* _PROBLEM DETAILS_
Everything from the first line of the records to the line containing "over 3D points.", inclusive, is to be extracted exactly, and nothing more.

* _RECORDS FOR THIS TASK_

pub mod borders;
pub mod layer;
pub mod markers;
pub mod stars;
pub mod symbology;

pub use borders::{BorderLayer, BorderSnapshot};
pub use layer::*;
pub use markers::{MarkerLayer, MarkerMesh, cursor_mesh};
pub use stars::{StarLayer, StarfieldSettings};
pub use symbology::{Color, MarkerStyle, PopulationScale, encode};
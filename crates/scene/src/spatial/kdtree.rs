use foundation::math::Vec3;
use foundation::math::precision::stable_total_cmp_f64;

/// A deterministic k-d tree over 3D points.
///
/// Ordering contract:
/// - `within` returns item indices in ascending order, so callers can replay
///   a linear scan over just the candidates and get the same tie-breaks.
///
/// Leaves hold up to `LEAF_MAX` points; interior nodes split on the axis of
/// largest extent at the median.
#[derive(Debug, Clone, Default)]
pub struct KdTree {
    nodes: Vec<Node>,
    len: usize,
}

#[derive(Debug, Clone)]
enum Node {
    Leaf {
        items: Vec<Item>,
    },
    Internal {
        axis: usize,
        split: f64,
        left: usize,
        right: usize,
    },
}

#[derive(Debug, Copy, Clone, PartialEq)]
pub struct Item {
    pub index: u32,
    pub point: Vec3,
}

const LEAF_MAX: usize = 8;

impl KdTree {
    pub fn build(items: Vec<Item>) -> Self {
        let len = items.len();
        let mut nodes = Vec::new();
        let mut items = items;
        if !items.is_empty() {
            let _root = build_node(&mut nodes, &mut items);
        }
        Self { nodes, len }
    }

    pub fn len(&self) -> usize {
        self.len
    }

    pub fn is_empty(&self) -> bool {
        self.len == 0
    }

    /// Indices of all items within `radius` (inclusive) of `query`.
    pub fn within(&self, query: Vec3, radius: f64) -> Vec<u32> {
        if self.nodes.is_empty() || radius.is_nan() || radius < 0.0 {
            return Vec::new();
        }

        let r2 = radius * radius;
        let q = query.as_array();
        let mut hits: Vec<u32> = Vec::new();
        let mut stack: Vec<usize> = vec![0];

        while let Some(idx) = stack.pop() {
            match &self.nodes[idx] {
                Node::Leaf { items } => {
                    for item in items {
                        if (item.point - query).length_squared() <= r2 {
                            hits.push(item.index);
                        }
                    }
                }
                Node::Internal {
                    axis,
                    split,
                    left,
                    right,
                } => {
                    // Points equal to the split may sit on either side.
                    if q[*axis] - radius <= *split {
                        stack.push(*left);
                    }
                    if q[*axis] + radius >= *split {
                        stack.push(*right);
                    }
                }
            }
        }

        hits.sort_unstable();
        hits
    }
}

fn build_node(nodes: &mut Vec<Node>, items: &mut [Item]) -> usize {
    if items.len() <= LEAF_MAX {
        let idx = nodes.len();
        nodes.push(Node::Leaf {
            items: items.to_vec(),
        });
        return idx;
    }

    let axis = split_axis(items);
    items.sort_by(|a, b| {
        let ca = a.point.as_array()[axis];
        let cb = b.point.as_array()[axis];
        stable_total_cmp_f64(ca, cb).then_with(|| a.index.cmp(&b.index))
    });

    let mid = items.len() / 2;
    let split = items[mid].point.as_array()[axis];
    let (left_items, right_items) = items.split_at_mut(mid);

    let idx = nodes.len();
    // Placeholder; patched once the children exist.
    nodes.push(Node::Leaf { items: Vec::new() });

    let left = build_node(nodes, left_items);
    let right = build_node(nodes, right_items);

    nodes[idx] = Node::Internal {
        axis,
        split,
        left,
        right,
    };
    idx
}

fn split_axis(items: &[Item]) -> usize {
    let mut min = [f64::INFINITY; 3];
    let mut max = [f64::NEG_INFINITY; 3];
    for item in items {
        let p = item.point.as_array();
        for axis in 0..3 {
            min[axis] = min[axis].min(p[axis]);
            max[axis] = max[axis].max(p[axis]);
        }
    }
    let ex = max[0] - min[0];
    let ey = max[1] - min[1];
    let ez = max[2] - min[2];

    // Deterministic tie-break: prefer X, then Y, then Z.
    if ex >= ey && ex >= ez {
        0
    } else if ey >= ez {
        1
    } else {
        2
    }
}

#[cfg(test)]
mod tests {
    use super::{Item, KdTree};
    use foundation::math::Vec3;

    fn grid() -> Vec<Item> {
        let mut items = Vec::new();
        let mut index = 0;
        for x in 0..5 {
            for y in 0..5 {
                for z in 0..5 {
                    items.push(Item {
                        index,
                        point: Vec3::new(x as f64, y as f64, z as f64),
                    });
                    index += 1;
                }
            }
        }
        items
    }

    fn brute_force(items: &[Item], q: Vec3, r: f64) -> Vec<u32> {
        let mut out: Vec<u32> = items
            .iter()
            .filter(|i| (i.point - q).length_squared() <= r * r)
            .map(|i| i.index)
            .collect();
        out.sort_unstable();
        out
    }

    #[test]
    fn within_matches_brute_force() {
        let items = grid();
        let tree = KdTree::build(items.clone());
        assert_eq!(tree.len(), 125);

        for (q, r) in [
            (Vec3::new(2.0, 2.0, 2.0), 1.0),
            (Vec3::new(0.2, 4.1, 3.3), 1.5),
            (Vec3::new(-3.0, -3.0, -3.0), 2.0),
            (Vec3::new(2.5, 2.5, 2.5), 10.0),
        ] {
            assert_eq!(tree.within(q, r), brute_force(&items, q, r));
        }
    }

    #[test]
    fn results_are_in_index_order_regardless_of_input_order() {
        let mut items = grid();
        items.reverse();
        let tree = KdTree::build(items);
        let hits = tree.within(Vec3::new(1.0, 1.0, 1.0), 1.0);
        assert!(hits.windows(2).all(|w| w[0] < w[1]));
        assert_eq!(hits.len(), 7);
    }

    #[test]
    fn empty_tree_and_bad_radius_return_nothing() {
        let tree = KdTree::build(Vec::new());
        assert!(tree.is_empty());
        assert!(tree.within(Vec3::ZERO, 1.0).is_empty());

        let tree = KdTree::build(grid());
        assert!(tree.within(Vec3::ZERO, f64::NAN).is_empty());
    }
}
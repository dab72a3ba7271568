use std::fmt;
use std::path::{Path, PathBuf};
use std::time::Duration;

use formats::{CityDataset, FeatureCollection, borders_from_json_str};
use tracing::{debug, info};

#[derive(Debug, thiserror::Error)]
pub enum SourceError {
    #[error("read {path:?}: {source}")]
    Io {
        path: PathBuf,
        source: std::io::Error,
    },
    #[error("GET {url}: {source}")]
    Http { url: String, source: reqwest::Error },
    #[error("GET {url}: HTTP {status}")]
    Status { url: String, status: u16 },
    #[error("{location}: {reason}")]
    Parse { location: String, reason: String },
}

/// Where a dataset comes from: a local file or an HTTP(S) URL.
#[derive(Debug, Clone, PartialEq, Eq)]
pub enum Source {
    File(PathBuf),
    Url(String),
}

impl Source {
    pub fn parse(s: &str) -> Self {
        let trimmed = s.trim();
        if trimmed.starts_with("http://") || trimmed.starts_with("https://") {
            Source::Url(trimmed.to_string())
        } else {
            Source::File(PathBuf::from(trimmed))
        }
    }
}

impl fmt::Display for Source {
    fn fmt(&self, f: &mut fmt::Formatter<'_>) -> fmt::Result {
        match self {
            Source::File(path) => write!(f, "{}", path.display()),
            Source::Url(url) => f.write_str(url),
        }
    }
}

/// Fetches sources with one shared client and timeout.
#[derive(Debug, Clone)]
pub struct Loader {
    client: reqwest::Client,
}

impl Loader {
    pub fn new(timeout: Option<Duration>) -> Result<Self, reqwest::Error> {
        let mut builder = reqwest::Client::builder();
        if let Some(timeout) = timeout {
            builder = builder.timeout(timeout);
        }
        Ok(Self {
            client: builder.build()?,
        })
    }

    pub async fn read_text(&self, source: &Source) -> Result<String, SourceError> {
        match source {
            Source::File(path) => read_file(path).await,
            Source::Url(url) => {
                debug!(%url, "fetching");
                let http = |source| SourceError::Http {
                    url: url.clone(),
                    source,
                };
                let resp = self.client.get(url).send().await.map_err(http)?;
                if !resp.status().is_success() {
                    return Err(SourceError::Status {
                        url: url.clone(),
                        status: resp.status().as_u16(),
                    });
                }
                resp.text().await.map_err(http)
            }
        }
    }

    pub async fn borders(
        &self,
        source: &Source,
        object: &str,
    ) -> Result<FeatureCollection, SourceError> {
        let text = self.read_text(source).await?;
        let features = borders_from_json_str(&text, object).map_err(|e| SourceError::Parse {
            location: source.to_string(),
            reason: e.to_string(),
        })?;
        info!(%source, features = features.len(), "borders loaded");
        Ok(features)
    }

    pub async fn cities(&self, source: &Source) -> Result<CityDataset, SourceError> {
        let text = self.read_text(source).await?;
        let cities = CityDataset::from_json_str(&text).map_err(|e| SourceError::Parse {
            location: source.to_string(),
            reason: e.to_string(),
        })?;
        info!(%source, cities = cities.len(), skipped = cities.skipped, "cities loaded");
        Ok(cities)
    }
}

async fn read_file(path: &Path) -> Result<String, SourceError> {
    tokio::fs::read_to_string(path)
        .await
        .map_err(|source| SourceError::Io {
            path: path.to_path_buf(),
            source,
        })
}

#[cfg(test)]
mod tests {
    use super::{Loader, Source, SourceError};
    use std::io::Write;
    use std::path::PathBuf;

    #[test]
    fn parses_urls_and_paths() {
        assert_eq!(
            Source::parse("https://unpkg.com/world-atlas@2/countries-50m.json"),
            Source::Url("https://unpkg.com/world-atlas@2/countries-50m.json".to_string())
        );
        assert_eq!(
            Source::parse(" data/worldcities.json "),
            Source::File(PathBuf::from("data/worldcities.json"))
        );
    }

    #[tokio::test]
    async fn loads_cities_from_file() {
        let mut file = tempfile::NamedTempFile::new().expect("tempfile");
        write!(
            file,
            r#"[{{"city":"Oslo","country":"Norway","lat":59.91,"lng":10.75,"population":1064235}}]"#
        )
        .expect("write");

        let loader = Loader::new(None).expect("client");
        let cities = loader
            .cities(&Source::File(file.path().to_path_buf()))
            .await
            .expect("cities");
        assert_eq!(cities.len(), 1);
        assert_eq!(cities.cities[0].name, "Oslo");
    }

    #[tokio::test]
    async fn reports_missing_files_and_bad_payloads() {
        let dir = tempfile::tempdir().expect("tempdir");
        let loader = Loader::new(None).expect("client");

        let missing = Source::File(dir.path().join("nope.json"));
        let err = loader.read_text(&missing).await.unwrap_err();
        assert!(matches!(err, SourceError::Io { .. }));

        let path = dir.path().join("borders.json");
        std::fs::write(&path, r#"{"type":"Feature"}"#).expect("write");
        let err = loader
            .borders(&Source::File(path), "countries")
            .await
            .unwrap_err();
        assert!(matches!(err, SourceError::Parse { .. }));
    }
}
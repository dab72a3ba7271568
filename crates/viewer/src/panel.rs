use formats::CityRecord;

/// Contents of the click-to-inspect box.
#[derive(Debug, Clone, PartialEq)]
pub struct InfoPanel {
    pub name: String,
    pub country: String,
    pub population: Option<u64>,
    /// Top-left corner in CSS pixels; `None` while the city is behind the
    /// camera.
    pub screen: Option<[f64; 2]>,
}

impl InfoPanel {
    pub fn for_city(city: &CityRecord, screen: Option<[f64; 2]>) -> Self {
        Self {
            name: city.name.clone(),
            country: city.country.clone(),
            population: city.population.filter(|&p| p > 0),
            screen,
        }
    }

    pub fn population_line(&self) -> String {
        match self.population {
            Some(p) => format!("Population: {p}"),
            None => "Population: -".to_string(),
        }
    }

    /// Text lines in display order.
    pub fn lines(&self) -> [String; 3] {
        [
            self.name.clone(),
            self.country.clone(),
            self.population_line(),
        ]
    }
}

#[cfg(test)]
mod tests {
    use super::InfoPanel;
    use formats::CityRecord;
    use pretty_assertions::assert_eq;

    #[test]
    fn shows_name_country_and_population() {
        let city = CityRecord::new("Lagos", "Nigeria", 6.45, 3.4).with_population(15_388_000);
        let panel = InfoPanel::for_city(&city, Some([10.0, 20.0]));
        assert_eq!(
            panel.lines(),
            [
                "Lagos".to_string(),
                "Nigeria".to_string(),
                "Population: 15388000".to_string(),
            ]
        );
        assert_eq!(panel.screen, Some([10.0, 20.0]));
    }

    #[test]
    fn missing_or_zero_population_shows_dash() {
        let city = CityRecord::new("Somewhere", "X", 0.0, 0.0);
        let missing = InfoPanel::for_city(&city, None);
        assert_eq!(missing.population_line(), "Population: -");

        let zero = InfoPanel::for_city(&city.with_population(0), None);
        assert_eq!(zero.population_line(), "Population: -");
    }
}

* _SOLUTION FOR THIS EXERCISE_
pub mod borders;
pub mod layer;
pub mod markers;
pub mod stars;
pub mod symbology;

pub use borders::{BorderLayer, BorderSnapshot};
pub use layer::*;
pub use markers::{MarkerLayer, MarkerMesh, cursor_mesh};
pub use stars::{StarLayer, StarfieldSettings};
pub use symbology::{Color, MarkerStyle, PopulationScale, encode};
filename crates/scene/src/spatial/kdtree.rs
use foundation::math::Vec3;
use foundation::math::precision::stable_total_cmp_f64;

/// A deterministic k-d tree over 3D points.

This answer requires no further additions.